If you aren't using a Java IDE, you can manually create a .jar
file. For more information, see Create a Java .jar file from class files.
Note
This tutorial uses packages. The package pkg;
line at the top of the class ensures that the compiled code is saved in a sub folder called pkg
. If you use an IDE, the compiled code is automatically saved in this folder. If you use javac
to manually compile the classes, you need to place the compiled code in the pkg
folder.
Create external language
You need to create an external language in the database. The external language is a database scoped object, which means that external languages like Java need to be created for each database you want to use it in.
Create external language on Windows
If you're using Windows, follow these steps to create an external language for Java.
Create a .zip file containing the extension.
As part of the SQL Server setup on Windows, the Java extension
.zip
file is installed in this location:[SQL Server install path]\MSSQL\Binn\java-lang-extension.zip
. This zip file contains thejavaextension.dll
.Create an external language Java from the .zip file:
CREATE EXTERNAL LANGUAGE Java FROM (CONTENT = N'[SQL Server install path]\MSSQL\Binn\java-lang-extension.zip', FILE_NAME = 'javaextension.dll', ENVIRONMENT_VARIABLES = N'{"JRE_HOME":"<path to JRE>"}' ); GO
Create external language on Linux
As part of setup, the extension .tar.gz
file is saved under the following path:
/opt/mssql-extensibility/lib/java-lang-extension.tar.gz
.
To create an external language Java, run the following T-SQL statement on Linux:
CREATE EXTERNAL LANGUAGE Java
FROM (CONTENT = N'/opt/mssql-extensibility/lib/java-lang-extension.tar.gz', file_name = 'javaextension.so',
ENVIRONMENT_VARIABLES = N'{"JRE_HOME":"<path to JRE>"}' );
GO
Permissions to execute external language
To execute Java code, a user needs to be granted external script execution on that specific language.

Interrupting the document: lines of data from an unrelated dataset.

mod retry;
mod supervisor;

pub use retry::RetryTimer;
pub use supervisor::*;

use core::fmt::Debug;
use core::net::Ipv4Addr;

use alloc::string::String;
use alloc::vec::Vec;

/// Station-mode network link driver.
pub trait WifiController {
    type Error: Debug;

    /// Start joining the configured network without waiting for association
    fn begin(&mut self) -> Result<(), Self::Error>;

    /// Re-issue the join request for a dropped link; returns immediately
    fn reconnect(&mut self) -> Result<(), Self::Error>;

    /// Leave the current network
    fn disconnect(&mut self) -> Result<(), Self::Error>;

    /// Check if currently associated with an address assigned
    fn is_connected(&self) -> bool;

    fn ip_address(&self) -> Option<Ipv4Addr>;
}

/// Broker session of a publish/subscribe client. QoS is at-most-once.
pub trait MqttSession {
    type Error: Debug;

    /// Open a session under `client_id`, blocking until the broker answers
    fn connect(&mut self, client_id: &str) -> Result<(), Self::Error>;

    fn is_connected(&self) -> bool;

    fn subscribe(&mut self, topic: &str) -> Result<(), Self::Error>;

    fn publish(&mut self, topic: &str, payload: &[u8]) -> Result<(), Self::Error>;

    /// Service the receive loop, returning the next pending inbound message
    fn poll(&mut self) -> Option<InboundMessage>;
}

#[derive(Debug, Clone, PartialEq, Eq)]
pub struct InboundMessage {
    pub topic: String,
    pub payload: Vec<u8>,
}

#[derive(Debug, Clone, Copy, PartialEq, Eq)]
pub enum ConnectionState {
    LinkDown,
    SessionDown,
    Online,
}

/// How startup waits for the network link.
#[derive(Debug, Clone, Copy, PartialEq, Eq)]
pub enum LinkPolicy {
    /// Poll forever without touching the pending connect
    Unbounded,
    /// Restart the connect after `polls` unsuccessful polls, then keep waiting
    Capped { polls: u32 },
}

/// How a failed broker connect waits before the next attempt.
#[derive(Debug, Clone, Copy, PartialEq, Eq)]
pub enum RetryPolicy {
    /// Sleep through the backoff, stalling the whole loop
    Blocking,
    /// Record the next attempt time and keep servicing the loop
    Deferred,
}
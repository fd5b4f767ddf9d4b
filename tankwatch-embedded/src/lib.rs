#![cfg_attr(not(test), no_std)]

extern crate alloc;

pub mod command;
pub mod config;
pub mod control;
pub mod controller;
pub mod error;
pub mod indicator;
pub mod network;
pub mod report;
pub mod sensor;
pub mod time;
pub mod types;

#[cfg(test)]
mod mock;

pub use config::*;
pub use controller::*;
pub use error::*;
pub use types::*;
mod automation;

pub use automation::*;

use serde::{Deserialize, Serialize};

pub const DEFAULT_MIN_LEVEL: u8 = 20;
pub const DEFAULT_MAX_LEVEL: u8 = 90;

#[derive(Debug, Clone, Copy, PartialEq, Eq, Default, Serialize, Deserialize)]
#[serde(rename_all = "lowercase")]
pub enum PumpMode {
    Auto,
    #[default]
    Manual,
}

/// Pump automation thresholds pushed by the dashboard on
/// `<ns>/settings/config`. Unknown fields in the document are ignored.
#[derive(Debug, Clone, Copy, PartialEq, Eq, Serialize, Deserialize)]
#[serde(rename_all = "camelCase")]
pub struct AutomationSettings {
    pub min_level: u8,
    pub max_level: u8,
    #[serde(default)]
    pub mode: PumpMode,
}

impl Default for AutomationSettings {
    fn default() -> Self {
        Self {
            min_level: DEFAULT_MIN_LEVEL,
            max_level: DEFAULT_MAX_LEVEL,
            mode: PumpMode::default(),
        }
    }
}

impl AutomationSettings {
    /// Parses a settings document, rejecting an empty or inverted band.
    pub fn from_json(payload: &[u8]) -> Option<Self> {
        let settings: Self = serde_json::from_slice(payload).ok()?;
        (settings.min_level < settings.max_level && settings.max_level <= 100).then_some(settings)
    }
}
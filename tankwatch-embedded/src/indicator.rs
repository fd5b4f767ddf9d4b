use embedded_hal::digital::OutputPin;

use crate::network::ConnectionState;

/// Heartbeat LED: toggles on every update while online, held dark otherwise.
pub struct StatusIndicator<P: OutputPin> {
    pin: P,
    lit: bool,
}

impl<P: OutputPin> StatusIndicator<P> {
    pub fn new(pin: P) -> Self {
        Self { pin, lit: false }
    }

    pub fn is_lit(&self) -> bool {
        self.lit
    }

    /// Called on the blink cadence.
    pub fn update(&mut self, state: ConnectionState) {
        self.lit = state == ConnectionState::Online && !self.lit;

        if self.lit {
            self.pin.set_high().ok();
        } else {
            self.pin.set_low().ok();
        }
    }
}
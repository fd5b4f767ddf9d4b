mod provider;

pub use provider::EmbeddedTimeProvider;

/// Monotonic millisecond clock driving every cadence in the control loop.
pub trait Clock {
    fn now_ms(&self) -> u64;
}

/// Non-blocking cadence check: true once at least `period_ms` has elapsed
/// since `last_ms`. Tolerates a clock that reads behind `last_ms`.
pub fn is_due(now_ms: u64, last_ms: u64, period_ms: u64) -> bool {
    now_ms.saturating_sub(last_ms) >= period_ms
}
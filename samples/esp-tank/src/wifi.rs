use core::net::Ipv4Addr;

use esp_idf_svc::sys::EspError;
use esp_idf_svc::wifi::{AuthMethod, ClientConfiguration, Configuration, EspWifi};
use log::info;

use tankwatch_embedded::network::WifiController;

use crate::error::{Result, TankError};

/// Station-mode driver. Connect requests return immediately; association
/// is observed through `is_connected`.
pub struct EspWifiLink {
    wifi: EspWifi<'static>,
}

impl EspWifiLink {
    pub fn new(mut wifi: EspWifi<'static>, ssid: &str, password: &str) -> Result<Self> {
        let configuration = Configuration::Client(ClientConfiguration {
            ssid: ssid
                .try_into()
                .map_err(|_| TankError::Config("Invalid SSID".to_string()))?,
            bssid: None,
            auth_method: if password.is_empty() {
                AuthMethod::None
            } else {
                AuthMethod::WPA2Personal
            },
            password: password
                .try_into()
                .map_err(|_| TankError::Config("Invalid password".to_string()))?,
            channel: None,
            ..Default::default()
        });

        wifi.set_configuration(&configuration)?;
        info!("WiFi configured for {}", ssid);

        Ok(Self { wifi })
    }
}

impl WifiController for EspWifiLink {
    type Error = EspError;

    fn begin(&mut self) -> core::result::Result<(), Self::Error> {
        if !self.wifi.is_started()? {
            self.wifi.start()?;
        }
        self.wifi.connect()
    }

    fn reconnect(&mut self) -> core::result::Result<(), Self::Error> {
        self.wifi.connect()
    }

    fn disconnect(&mut self) -> core::result::Result<(), Self::Error> {
        self.wifi.disconnect()
    }

    fn is_connected(&self) -> bool {
        self.wifi.is_up().unwrap_or(false)
    }

    fn ip_address(&self) -> Option<Ipv4Addr> {
        self.wifi.sta_netif().get_ip_info().ok().map(|info| info.ip)
    }
}
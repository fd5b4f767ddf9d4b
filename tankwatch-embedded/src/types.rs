use alloc::string::String;
use alloc::vec::Vec;
use core::fmt;

use serde::{Deserialize, Serialize};

use crate::control::AutomationSettings;
use crate::error::{Error, Result};

/// One ultrasonic measurement. Consumed immediately, never stored.
#[derive(Debug, Clone, Copy, PartialEq)]
pub struct SensorReading {
    pub distance_cm: f32,
    pub valid: bool,
}

impl SensorReading {
    pub fn valid(distance_cm: f32) -> Self {
        Self {
            distance_cm,
            valid: true,
        }
    }

    pub fn invalid() -> Self {
        Self {
            distance_cm: 0.0,
            valid: false,
        }
    }
}

#[derive(Debug, Clone, Copy, PartialEq)]
pub struct WaterLevel {
    /// Fill percentage (0-100)
    pub percentage: u8,
    /// Distance from the sensor to the water surface (cm)
    pub distance_cm: f32,
}

#[derive(Debug, Clone, Copy, PartialEq, Eq, Serialize, Deserialize)]
#[serde(rename_all = "UPPERCASE")]
pub enum Switch {
    On,
    Off,
}

impl Switch {
    pub fn from_payload(text: &str) -> Option<Self> {
        match text {
            "ON" => Some(Switch::On),
            "OFF" => Some(Switch::Off),
            _ => None,
        }
    }

    pub fn is_on(self) -> bool {
        matches!(self, Switch::On)
    }
}

impl From<bool> for Switch {
    fn from(on: bool) -> Self {
        if on { Switch::On } else { Switch::Off }
    }
}

impl fmt::Display for Switch {
    fn fmt(&self, f: &mut fmt::Formatter<'_>) -> fmt::Result {
        match self {
            Switch::On => write!(f, "ON"),
            Switch::Off => write!(f, "OFF"),
        }
    }
}

/// Mutable device state owned by the controller for the lifetime of the
/// process. Timestamps are monotonic milliseconds.
#[derive(Debug, Clone, Default)]
pub struct DeviceState {
    pub motor_on: bool,
    pub led_on: [bool; 2],
    pub automation: AutomationSettings,
    pub last_link_check: u64,
    pub last_link_ok: u64,
    pub last_link_retry: u64,
    pub last_blink: u64,
    pub last_report: u64,
}

/// Telemetry document published on `<ns>/data`.
#[derive(Debug, Clone, PartialEq, Serialize, Deserialize)]
pub struct Telemetry {
    pub level: u8,
    pub distance_cm: f32,
    pub motor: Switch,
    pub status: String,
}

impl Telemetry {
    pub const ONLINE: &'static str = "online";

    pub fn new(level: WaterLevel, motor_on: bool) -> Self {
        Self {
            level: level.percentage,
            distance_cm: level.distance_cm,
            motor: Switch::from(motor_on),
            status: String::from(Self::ONLINE),
        }
    }

    pub fn to_json(&self) -> Result<Vec<u8>> {
        serde_json::to_vec(self).map_err(|_| Error::SerializationError)
    }
}
use super::{AutomationSettings, PumpMode};

/// Motor state the automation wants for `level_pct`. Between the thresholds
/// the current state holds, which keeps the pump from chattering.
pub fn motor_target(settings: &AutomationSettings, level_pct: u8, motor_on: bool) -> bool {
    match settings.mode {
        PumpMode::Manual => motor_on,
        PumpMode::Auto if level_pct < settings.min_level => true,
        PumpMode::Auto if level_pct > settings.max_level => false,
        PumpMode::Auto => motor_on,
    }
}

#[cfg(test)]
mod tests {
    use super::*;

    fn auto() -> AutomationSettings {
        AutomationSettings {
            min_level: 20,
            max_level: 90,
            mode: PumpMode::Auto,
        }
    }

    #[test]
    fn test_manual_mode_never_switches() {
        let manual = AutomationSettings::default();
        assert!(!motor_target(&manual, 5, false));
        assert!(motor_target(&manual, 99, true));
    }

    #[test]
    fn test_auto_mode_thresholds() {
        assert!(motor_target(&auto(), 19, false));
        assert!(!motor_target(&auto(), 91, true));
    }

    #[test]
    fn test_auto_mode_hysteresis() {
        let settings = auto();
        let mut motor_on = false;

        for level in [50, 30, 19, 40, 80, 90, 91, 60] {
            motor_on = motor_target(&settings, level, motor_on);
            match level {
                19 | 40 | 80 | 90 => assert!(motor_on, "level {level}"),
                _ => assert!(!motor_on, "level {level}"),
            }
        }
    }
}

For more information, see CREATE EXTERNAL LANGUAGE.
Create external libraries
Use CREATE EXTERNAL LIBRARY to create an external library for your .jar
files. SQL Server has access to the .jar
files and you don't need to set any special permissions to the classpath
.
In this sample, you create two external libraries. One for the SDK and one for the RegEx Java code.
The SDK jar file
mssql-java-lang-extension.jar
is installed as part of SQL Server 2019 (15.x) and later versions, on both Windows and Linux.Default installation path on Windows:
<instance installation home directory>\MSSQL\Binn\mssql-java-lang-extension.jar
Default installation path on Linux:
/opt/mssql/lib/mssql-java-lang-extension.jar
The code is also open sourced and can be found on the SQL Server Language Extensions GitHub repository. For more information, see Microsoft Extensibility SDK for Java for SQL Server.
Create an external library for the SDK.
CREATE EXTERNAL LIBRARY sdk FROM (CONTENT = '<OS specific path from above>/mssql-java-lang-extension.jar') WITH (LANGUAGE = 'Java'); GO
Create an external library for the RegEx code.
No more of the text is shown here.